_Problem details_. In your answer, print every record exactly as it is written.

_The records_.
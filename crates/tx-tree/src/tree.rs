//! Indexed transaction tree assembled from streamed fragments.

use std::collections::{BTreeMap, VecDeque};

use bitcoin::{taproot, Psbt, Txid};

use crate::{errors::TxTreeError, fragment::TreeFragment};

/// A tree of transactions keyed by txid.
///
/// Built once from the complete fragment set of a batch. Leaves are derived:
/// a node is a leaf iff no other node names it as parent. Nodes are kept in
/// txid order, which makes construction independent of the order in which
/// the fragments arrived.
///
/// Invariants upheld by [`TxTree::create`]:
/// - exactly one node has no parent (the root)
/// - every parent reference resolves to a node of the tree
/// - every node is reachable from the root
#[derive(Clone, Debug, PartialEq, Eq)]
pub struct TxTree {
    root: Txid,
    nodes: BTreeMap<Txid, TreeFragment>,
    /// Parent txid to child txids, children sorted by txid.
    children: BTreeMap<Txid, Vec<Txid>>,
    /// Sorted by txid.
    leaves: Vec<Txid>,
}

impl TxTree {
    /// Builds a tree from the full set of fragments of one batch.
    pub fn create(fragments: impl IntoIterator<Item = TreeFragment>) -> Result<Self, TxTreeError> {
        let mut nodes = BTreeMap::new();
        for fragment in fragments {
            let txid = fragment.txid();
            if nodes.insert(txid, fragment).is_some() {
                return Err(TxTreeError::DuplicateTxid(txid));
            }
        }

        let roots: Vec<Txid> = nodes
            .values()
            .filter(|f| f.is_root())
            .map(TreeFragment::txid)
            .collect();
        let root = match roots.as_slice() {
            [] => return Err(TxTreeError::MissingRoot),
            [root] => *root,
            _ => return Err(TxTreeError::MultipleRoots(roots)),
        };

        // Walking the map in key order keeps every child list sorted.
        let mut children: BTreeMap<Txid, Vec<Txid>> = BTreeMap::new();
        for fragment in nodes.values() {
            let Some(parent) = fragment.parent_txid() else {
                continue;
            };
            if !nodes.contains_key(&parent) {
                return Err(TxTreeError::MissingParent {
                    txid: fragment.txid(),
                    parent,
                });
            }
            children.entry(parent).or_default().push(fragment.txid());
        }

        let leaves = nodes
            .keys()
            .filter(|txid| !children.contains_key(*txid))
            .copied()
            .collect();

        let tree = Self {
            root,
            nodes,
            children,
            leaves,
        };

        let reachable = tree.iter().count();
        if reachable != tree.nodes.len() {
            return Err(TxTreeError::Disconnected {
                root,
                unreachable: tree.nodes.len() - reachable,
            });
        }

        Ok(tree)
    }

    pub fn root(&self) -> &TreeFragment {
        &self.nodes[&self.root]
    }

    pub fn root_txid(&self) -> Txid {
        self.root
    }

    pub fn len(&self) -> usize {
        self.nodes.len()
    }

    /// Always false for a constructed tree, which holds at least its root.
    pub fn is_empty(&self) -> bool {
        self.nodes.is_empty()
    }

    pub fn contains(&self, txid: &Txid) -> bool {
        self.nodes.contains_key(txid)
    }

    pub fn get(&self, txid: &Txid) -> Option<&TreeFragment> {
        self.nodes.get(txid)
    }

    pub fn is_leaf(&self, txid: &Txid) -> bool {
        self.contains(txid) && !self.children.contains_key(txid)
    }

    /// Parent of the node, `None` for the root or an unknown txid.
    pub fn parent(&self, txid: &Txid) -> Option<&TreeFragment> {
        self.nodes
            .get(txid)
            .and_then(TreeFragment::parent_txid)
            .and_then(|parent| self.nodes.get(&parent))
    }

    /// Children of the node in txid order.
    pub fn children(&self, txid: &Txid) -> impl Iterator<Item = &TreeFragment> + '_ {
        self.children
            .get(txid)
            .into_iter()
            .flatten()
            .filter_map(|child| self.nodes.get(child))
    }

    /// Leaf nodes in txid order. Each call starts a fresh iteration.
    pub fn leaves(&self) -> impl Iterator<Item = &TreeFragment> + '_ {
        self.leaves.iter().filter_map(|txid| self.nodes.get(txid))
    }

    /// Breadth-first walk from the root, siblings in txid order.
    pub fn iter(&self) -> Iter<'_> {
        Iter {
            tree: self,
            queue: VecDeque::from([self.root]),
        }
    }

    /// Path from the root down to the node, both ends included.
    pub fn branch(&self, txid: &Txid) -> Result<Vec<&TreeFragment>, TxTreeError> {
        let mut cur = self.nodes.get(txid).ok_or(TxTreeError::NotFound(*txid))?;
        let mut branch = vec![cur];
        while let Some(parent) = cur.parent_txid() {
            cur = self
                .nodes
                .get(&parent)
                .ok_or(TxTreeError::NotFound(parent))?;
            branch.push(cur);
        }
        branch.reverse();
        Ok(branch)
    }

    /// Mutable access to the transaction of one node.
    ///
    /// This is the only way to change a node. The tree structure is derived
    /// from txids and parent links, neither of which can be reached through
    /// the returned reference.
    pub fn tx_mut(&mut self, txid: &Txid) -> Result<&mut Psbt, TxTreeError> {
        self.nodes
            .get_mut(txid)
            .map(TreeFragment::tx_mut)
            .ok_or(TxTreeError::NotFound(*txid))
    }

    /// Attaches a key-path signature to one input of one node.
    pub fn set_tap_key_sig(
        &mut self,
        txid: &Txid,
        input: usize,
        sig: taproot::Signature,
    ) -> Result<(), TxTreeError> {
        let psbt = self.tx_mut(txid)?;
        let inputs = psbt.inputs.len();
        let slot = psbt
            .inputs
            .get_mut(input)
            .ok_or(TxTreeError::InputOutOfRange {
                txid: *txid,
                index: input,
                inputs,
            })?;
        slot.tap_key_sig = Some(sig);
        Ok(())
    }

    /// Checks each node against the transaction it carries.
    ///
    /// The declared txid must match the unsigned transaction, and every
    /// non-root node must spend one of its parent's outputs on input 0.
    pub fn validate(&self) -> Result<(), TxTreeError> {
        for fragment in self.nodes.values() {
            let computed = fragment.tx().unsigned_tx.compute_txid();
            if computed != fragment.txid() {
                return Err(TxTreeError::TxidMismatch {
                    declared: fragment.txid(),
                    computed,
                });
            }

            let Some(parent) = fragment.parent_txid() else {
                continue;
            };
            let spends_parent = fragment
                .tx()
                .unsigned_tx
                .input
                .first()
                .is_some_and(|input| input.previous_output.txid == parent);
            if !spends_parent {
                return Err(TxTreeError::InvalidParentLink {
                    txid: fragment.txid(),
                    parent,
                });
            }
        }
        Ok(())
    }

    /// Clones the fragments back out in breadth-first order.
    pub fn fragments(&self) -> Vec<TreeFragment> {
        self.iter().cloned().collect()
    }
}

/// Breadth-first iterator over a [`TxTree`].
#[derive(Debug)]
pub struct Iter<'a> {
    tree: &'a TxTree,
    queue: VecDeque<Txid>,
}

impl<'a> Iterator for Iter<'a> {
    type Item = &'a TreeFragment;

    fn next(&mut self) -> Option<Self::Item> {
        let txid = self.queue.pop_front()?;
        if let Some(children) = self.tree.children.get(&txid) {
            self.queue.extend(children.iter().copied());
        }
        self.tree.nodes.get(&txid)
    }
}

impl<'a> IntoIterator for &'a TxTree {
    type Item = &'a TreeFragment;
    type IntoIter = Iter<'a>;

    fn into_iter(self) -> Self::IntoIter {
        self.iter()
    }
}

_Written response_.
filename crates/tx-tree/src/tree.rs
//! Indexed transaction tree assembled from streamed fragments.

use std::collections::{BTreeMap, VecDeque};

use bitcoin::{taproot, Psbt, Txid};

use crate::{errors::TxTreeError, fragment::TreeFragment};

/// A tree of transactions keyed by txid.
///
/// Built once from the complete fragment set of a batch. Leaves are derived:
/// a node is a leaf iff no other node names it as parent. Nodes are kept in
/// txid order, which makes construction independent of the order in which
/// the fragments arrived.
///
/// Invariants upheld by [`TxTree::create`]:
/// - exactly one node has no parent (the root)
/// - every parent reference resolves to a node of the tree
/// - every node is reachable from the root
#[derive(Clone, Debug, PartialEq, Eq)]
pub struct TxTree {
    root: Txid,
    nodes: BTreeMap<Txid, TreeFragment>,
    /// Parent txid to child txids, children sorted by txid.
    children: BTreeMap<Txid, Vec<Txid>>,
    /// Sorted by txid.
    leaves: Vec<Txid>,
}

impl TxTree {
    /// Builds a tree from the full set of fragments of one batch.
    pub fn create(fragments: impl IntoIterator<Item = TreeFragment>) -> Result<Self, TxTreeError> {
        let mut nodes = BTreeMap::new();
        for fragment in fragments {
            let txid = fragment.txid();
            if nodes.insert(txid, fragment).is_some() {
                return Err(TxTreeError::DuplicateTxid(txid));
            }
        }

        let roots: Vec<Txid> = nodes
            .values()
            .filter(|f| f.is_root())
            .map(TreeFragment::txid)
            .collect();
        let root = match roots.as_slice() {
            [] => return Err(TxTreeError::MissingRoot),
            [root] => *root,
            _ => return Err(TxTreeError::MultipleRoots(roots)),
        };

        // Walking the map in key order keeps every child list sorted.
        let mut children: BTreeMap<Txid, Vec<Txid>> = BTreeMap::new();
        for fragment in nodes.values() {
            let Some(parent) = fragment.parent_txid() else {
                continue;
            };
            if !nodes.contains_key(&parent) {
                return Err(TxTreeError::MissingParent {
                    txid: fragment.txid(),
                    parent,
                });
            }
            children.entry(parent).or_default().push(fragment.txid());
        }

        let leaves = nodes
            .keys()
            .filter(|txid| !children.contains_key(*txid))
            .copied()
            .collect();

        let tree = Self {
            root,
            nodes,
            children,
            leaves,
        };

        let reachable = tree.iter().count();
        if reachable != tree.nodes.len() {
            return Err(TxTreeError::Disconnected {
                root,
                unreachable: tree.nodes.len() - reachable,
            });
        }

        Ok(tree)
    }

    pub fn root(&self) -> &TreeFragment {
        &self.nodes[&self.root]
    }

    pub fn root_txid(&self) -> Txid {
        self.root
    }

    pub fn len(&self) -> usize {
        self.nodes.len()
    }

    /// Always false for a constructed tree, which holds at least its root.
    pub fn is_empty(&self) -> bool {
        self.nodes.is_empty()
    }

    pub fn contains(&self, txid: &Txid) -> bool {
        self.nodes.contains_key(txid)
    }

    pub fn get(&self, txid: &Txid) -> Option<&TreeFragment> {
        self.nodes.get(txid)
    }

    pub fn is_leaf(&self, txid: &Txid) -> bool {
        self.contains(txid) && !self.children.contains_key(txid)
    }

    /// Parent of the node, `None` for the root or an unknown txid.
    pub fn parent(&self, txid: &Txid) -> Option<&TreeFragment> {
        self.nodes
            .get(txid)
            .and_then(TreeFragment::parent_txid)
            .and_then(|parent| self.nodes.get(&parent))
    }

    /// Children of the node in txid order.
    pub fn children(&self, txid: &Txid) -> impl Iterator<Item = &TreeFragment> + '_ {
        self.children
            .get(txid)
            .into_iter()
            .flatten()
            .filter_map(|child| self.nodes.get(child))
    }

    /// Leaf nodes in txid order. Each call starts a fresh iteration.
    pub fn leaves(&self) -> impl Iterator<Item = &TreeFragment> + '_ {
        self.leaves.iter().filter_map(|txid| self.nodes.get(txid))
    }

    /// Breadth-first walk from the root, siblings in txid order.
    pub fn iter(&self) -> Iter<'_> {
        Iter {
            tree: self,
            queue: VecDeque::from([self.root]),
        }
    }

    /// Path from the root down to the node, both ends included.
    pub fn branch(&self, txid: &Txid) -> Result<Vec<&TreeFragment>, TxTreeError> {
        let mut cur = self.nodes.get(txid).ok_or(TxTreeError::NotFound(*txid))?;
        let mut branch = vec![cur];
        while let Some(parent) = cur.parent_txid() {
            cur = self
                .nodes
                .get(&parent)
                .ok_or(TxTreeError::NotFound(parent))?;
            branch.push(cur);
        }
        branch.reverse();
        Ok(branch)
    }

    /// Mutable access to the transaction of one node.
    ///
    /// This is the only way to change a node. The tree structure is derived
    /// from txids and parent links, neither of which can be reached through
    /// the returned reference.
    pub fn tx_mut(&mut self, txid: &Txid) -> Result<&mut Psbt, TxTreeError> {
        self.nodes
            .get_mut(txid)
            .map(TreeFragment::tx_mut)
            .ok_or(TxTreeError::NotFound(*txid))
    }

    /// Attaches a key-path signature to one input of one node.
    pub fn set_tap_key_sig(
        &mut self,
        txid: &Txid,
        input: usize,
        sig: taproot::Signature,
    ) -> Result<(), TxTreeError> {
        let psbt = self.tx_mut(txid)?;
        let inputs = psbt.inputs.len();
        let slot = psbt
            .inputs
            .get_mut(input)
            .ok_or(TxTreeError::InputOutOfRange {
                txid: *txid,
                index: input,
                inputs,
            })?;
        slot.tap_key_sig = Some(sig);
        Ok(())
    }

    /// Checks each node against the transaction it carries.
    ///
    /// The declared txid must match the unsigned transaction, and every
    /// non-root node must spend one of its parent's outputs on input 0.
    pub fn validate(&self) -> Result<(), TxTreeError> {
        for fragment in self.nodes.values() {
            let computed = fragment.tx().unsigned_tx.compute_txid();
            if computed != fragment.txid() {
                return Err(TxTreeError::TxidMismatch {
                    declared: fragment.txid(),
                    computed,
                });
            }

            let Some(parent) = fragment.parent_txid() else {
                continue;
            };
            let spends_parent = fragment
                .tx()
                .unsigned_tx
                .input
                .first()
                .is_some_and(|input| input.previous_output.txid == parent);
            if !spends_parent {
                return Err(TxTreeError::InvalidParentLink {
                    txid: fragment.txid(),
                    parent,
                });
            }
        }
        Ok(())
    }

    /// Clones the fragments back out in breadth-first order.
    pub fn fragments(&self) -> Vec<TreeFragment> {
        self.iter().cloned().collect()
    }
}

/// Breadth-first iterator over a [`TxTree`].
#[derive(Debug)]
pub struct Iter<'a> {
    tree: &'a TxTree,
    queue: VecDeque<Txid>,
}

impl<'a> Iterator for Iter<'a> {
    type Item = &'a TreeFragment;

    fn next(&mut self) -> Option<Self::Item> {
        let txid = self.queue.pop_front()?;
        if let Some(children) = self.tree.children.get(&txid) {
            self.queue.extend(children.iter().copied());
        }
        self.tree.nodes.get(&txid)
    }
}

impl<'a> IntoIterator for &'a TxTree {
    type Item = &'a TreeFragment;
    type IntoIter = Iter<'a>;

    fn into_iter(self) -> Self::IntoIter {
        self.iter()
    }
}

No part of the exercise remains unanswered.